A member of a medical team wearing protective suits clean the airfield, to prevent the spread of the coronavirus disease (COVID…
A member of a medical team wearing protective suits clean the airfield, to prevent the spread of the coronavirus disease (COVID-19), at the Juba International Airport in Juba, South Sudan April 5, 2020.

JUBA, SOUTH SUDAN - South Sudan’s health ministry is warning there could be a full-blown outbreak of coronavirus in the country, as some COVID-19 patients are refusing to cooperate with health workers. COVID-19 is the illness triggered by the coronavirus. 

Doctor Thuou Loi, spokesperson for South Sudan’s health ministry, told reporters in Juba on Sunday that the public must practice social distancing and cooperate with officials to control the spread of the virus or things could become much worse.  

“Prevent functions that bring crowds together, consistently wash your hands, and avoid handshaking; if we don’t do that then we will have full-blown COVID-19 in the country,” Loi said.   

Last weekend, the country's COVID-19 task force reported 36 new cases, bringing the nationwide total to 156. The virus has spread from the capital, Juba, to the cities of Yei and Rubkona and the disputed Abyei region along the Sudan-South Sudan border.   

Dr. Mathew Tut, deputy incident manager for South Sudan’s COVID-19 task force, said laboratory technicians are able to test only 500 samples per week, which he said hampers efforts to prevent the spread of the virus. 

Medical staff of International Medical Corps put on Personal Protective Equipment at the isolation ward of Ministry of Health Infectious Disease Unit in Juba, South Sudan, on April 24, 2020.

More worrisome, only 18 of the country’s 156 confirmed cases are being managed at an isolation center, according to Tut.   

Some patients have refused to cooperate with health officials, making contact tracing very difficult, according to Dr. Joseph Wamala, the WHO’s emergency response officer in South Sudan. He said their reluctance to help with contact tracing means the virus can spread uninterrupted.     

“The big threat they pose is to their immediate family members ... to their immediate family, friends but also to the community,” Wamala told South Sudan in Focus.  
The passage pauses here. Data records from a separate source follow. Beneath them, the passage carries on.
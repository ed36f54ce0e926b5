//! Game state module - manages the complete game state
//!
//! This module ties together board, shapes, RNG, and scoring. It owns the
//! lifecycle phase machine (Idle -> Running -> Paused <-> Running ->
//! GameOver -> Idle) and the gravity clock.
//!
//! The state is host-agnostic: `tick(elapsed_ms)` takes measured elapsed
//! time and can be driven by a terminal loop, a timer, or a test harness.

use crate::core::scoring::{drop_interval_ms, hard_drop_score, level_for_lines, line_clear_score};
use crate::core::shape::{spawn_shape, Shape};
use crate::core::{Board, PieceSource};
use crate::types::{GameAction, Phase, PieceKind, BOARD_WIDTH};

/// The falling piece under player control.
#[derive(Debug, Clone, Copy, PartialEq)]
pub struct ActivePiece {
    pub kind: PieceKind,
    pub shape: Shape,
    pub x: i8,
    pub y: i8,
}

impl ActivePiece {
    /// Create a piece at its spawn position: horizontally centered, top row.
    pub fn spawn(kind: PieceKind) -> Self {
        let shape = spawn_shape(kind);
        let x = (BOARD_WIDTH / 2) as i8 - (shape.width() / 2) as i8;
        Self {
            kind,
            shape,
            x,
            y: 0,
        }
    }
}

/// Complete game state
#[derive(Debug, Clone)]
pub struct GameState {
    board: Board,
    active: Option<ActivePiece>,
    source: PieceSource,
    score: u32,
    lines: u32,
    level: u32,
    /// Gravity accumulator; gravity fires when it exceeds the drop interval.
    drop_timer_ms: u32,
    phase: Phase,
}

impl GameState {
    /// Create a new idle game with the given RNG seed
    pub fn new(seed: u32) -> Self {
        Self {
            board: Board::new(),
            active: None,
            source: PieceSource::new(seed),
            score: 0,
            lines: 0,
            level: 1,
            drop_timer_ms: 0,
            phase: Phase::Idle,
        }
    }

    pub fn phase(&self) -> Phase {
        self.phase
    }

    pub fn score(&self) -> u32 {
        self.score
    }

    pub fn lines(&self) -> u32 {
        self.lines
    }

    pub fn level(&self) -> u32 {
        self.level
    }

    pub fn active(&self) -> Option<ActivePiece> {
        self.active
    }

    pub fn board(&self) -> &Board {
        &self.board
    }

    #[cfg(test)]
    pub fn board_mut(&mut self) -> &mut Board {
        &mut self.board
    }

    /// Current gravity interval based on level
    pub fn drop_interval_ms(&self) -> u32 {
        drop_interval_ms(self.level)
    }

    /// Start the game and spawn the first piece. No-op unless idle.
    pub fn start(&mut self) {
        if self.phase != Phase::Idle {
            return;
        }
        self.phase = Phase::Running;
        self.drop_timer_ms = 0;
        self.spawn_piece();
    }

    /// Toggle between running and paused. No-op in other phases.
    ///
    /// The gravity accumulator keeps its pre-pause progress; `tick` discards
    /// elapsed time while paused, so resuming never sees a spurious jump.
    pub fn toggle_pause(&mut self) {
        match self.phase {
            Phase::Running => self.phase = Phase::Paused,
            Phase::Paused => self.phase = Phase::Running,
            Phase::Idle | Phase::GameOver => {}
        }
    }

    /// Discard board, piece, and counters; return to idle.
    ///
    /// The RNG continues from its current state so a reset does not replay
    /// the previous game's piece sequence.
    pub fn reset(&mut self) {
        *self = Self::new(self.source.seed());
    }

    /// Spawn the next piece from the random source.
    ///
    /// If the spawn position already overlaps board contents the game is
    /// over; the board is left untouched and no piece becomes active.
    fn spawn_piece(&mut self) -> bool {
        let piece = ActivePiece::spawn(self.source.draw());

        if self.board.collides(piece.x, piece.y, &piece.shape) {
            self.phase = Phase::GameOver;
            self.active = None;
            return false;
        }

        self.active = Some(piece);
        true
    }

    /// Try to shift the active piece. Returns true if it moved.
    pub(crate) fn try_move(&mut self, dx: i8, dy: i8) -> bool {
        let Some(active) = self.active else {
            return false;
        };

        if self.board.collides(active.x + dx, active.y + dy, &active.shape) {
            return false;
        }

        self.active = Some(ActivePiece {
            x: active.x + dx,
            y: active.y + dy,
            ..active
        });
        true
    }

    /// Try to rotate the active piece 90 degrees clockwise.
    ///
    /// The rotated shape must fit at the unchanged position; otherwise the
    /// rotation is discarded and the piece keeps its prior shape. No wall
    /// kicks are attempted.
    pub(crate) fn try_rotate(&mut self) -> bool {
        let Some(active) = self.active else {
            return false;
        };

        let rotated = active.shape.rotated();
        if self.board.collides(active.x, active.y, &rotated) {
            return false;
        }

        self.active = Some(ActivePiece {
            shape: rotated,
            ..active
        });
        true
    }

    /// One gravity step: move the piece down a row, or lock it in when
    /// blocked. Returns true if the piece moved down.
    pub(crate) fn step_down(&mut self) -> bool {
        if self.try_move(0, 1) {
            return true;
        }
        self.lock_piece();
        false
    }

    /// Drop the active piece straight to the bottom and lock it.
    ///
    /// Awards 2 points per row descended, credited before the merge and any
    /// line-clear scoring. Returns the distance dropped.
    pub(crate) fn hard_drop(&mut self) -> u32 {
        let Some(active) = self.active else {
            return 0;
        };

        let mut distance: u32 = 0;
        while !self
            .board
            .collides(active.x, active.y + distance as i8 + 1, &active.shape)
        {
            distance += 1;
        }

        if distance > 0 {
            self.active = Some(ActivePiece {
                y: active.y + distance as i8,
                ..active
            });
        }

        self.score += hard_drop_score(distance);
        self.lock_piece();
        distance
    }

    /// Merge the active piece into the board, clear lines, update
    /// score/level, and spawn the next piece.
    fn lock_piece(&mut self) {
        let Some(active) = self.active.take() else {
            return;
        };

        self.board
            .merge(active.x, active.y, &active.shape, active.kind);

        let cleared = self.board.clear_full_rows();
        if cleared > 0 {
            // The level in effect before this clear scales the bonus.
            self.score += line_clear_score(cleared, self.level);
            self.lines += cleared as u32;
            self.level = level_for_lines(self.lines);
        }

        self.spawn_piece();
    }

    /// Advance the gravity clock by measured elapsed time.
    ///
    /// Gravity fires once the accumulated time exceeds the drop interval,
    /// then the accumulator resets. Returns true if gravity fired. No-op
    /// outside the running phase.
    pub fn tick(&mut self, elapsed_ms: u32) -> bool {
        if self.phase != Phase::Running {
            return false;
        }

        self.drop_timer_ms += elapsed_ms;
        if self.drop_timer_ms > self.drop_interval_ms() {
            self.drop_timer_ms = 0;
            self.step_down();
            return true;
        }

        false
    }

    /// Apply a game action. Returns true if it changed the state.
    ///
    /// Piece commands are ignored unless the game is running; lifecycle
    /// commands are gated by the phase machine.
    pub fn apply_action(&mut self, action: GameAction) -> bool {
        match action {
            GameAction::Start => {
                if self.phase != Phase::Idle {
                    return false;
                }
                self.start();
                true
            }
            GameAction::Pause => {
                let before = self.phase;
                self.toggle_pause();
                self.phase != before
            }
            GameAction::Reset => {
                self.reset();
                true
            }
            GameAction::MoveLeft | GameAction::MoveRight | GameAction::SoftDrop
            | GameAction::HardDrop | GameAction::Rotate
                if self.phase != Phase::Running =>
            {
                false
            }
            GameAction::MoveLeft => self.try_move(-1, 0),
            GameAction::MoveRight => self.try_move(1, 0),
            GameAction::SoftDrop => {
                self.step_down();
                true
            }
            GameAction::HardDrop => {
                self.hard_drop();
                true
            }
            GameAction::Rotate => self.try_rotate(),
        }
    }
}

impl Default for GameState {
    fn default() -> Self {
        Self::new(1)
    }
}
He said people need to take the pandemic seriously, “because COVID-19 is non-forgiving. When it strikes, it strikes hard.” 

As the number of COVID-19 cases rises in South Sudan, Loi said the task force will work with outside agencies to fight the spread of the disease.  

“We will definitely need other actors to come on board in terms of taking care of other elements that are outside the scope of the Ministry of Health or the health sector; feeding and taking care of those patients for example, whether they are in quarantine and whether they are asked to be in isolation in their homes,” Loi told VOA.  

Despite the growing number of cases, the task force last week decided to lift some COVID-19 restrictions, including allowing restaurants and bars to reopen in Juba. 

A previous version of this article misspelled the first name of Thuou Loi and gave an imprecise location specifying the areas to which the coronavirus had spread. VOA regrets the errors.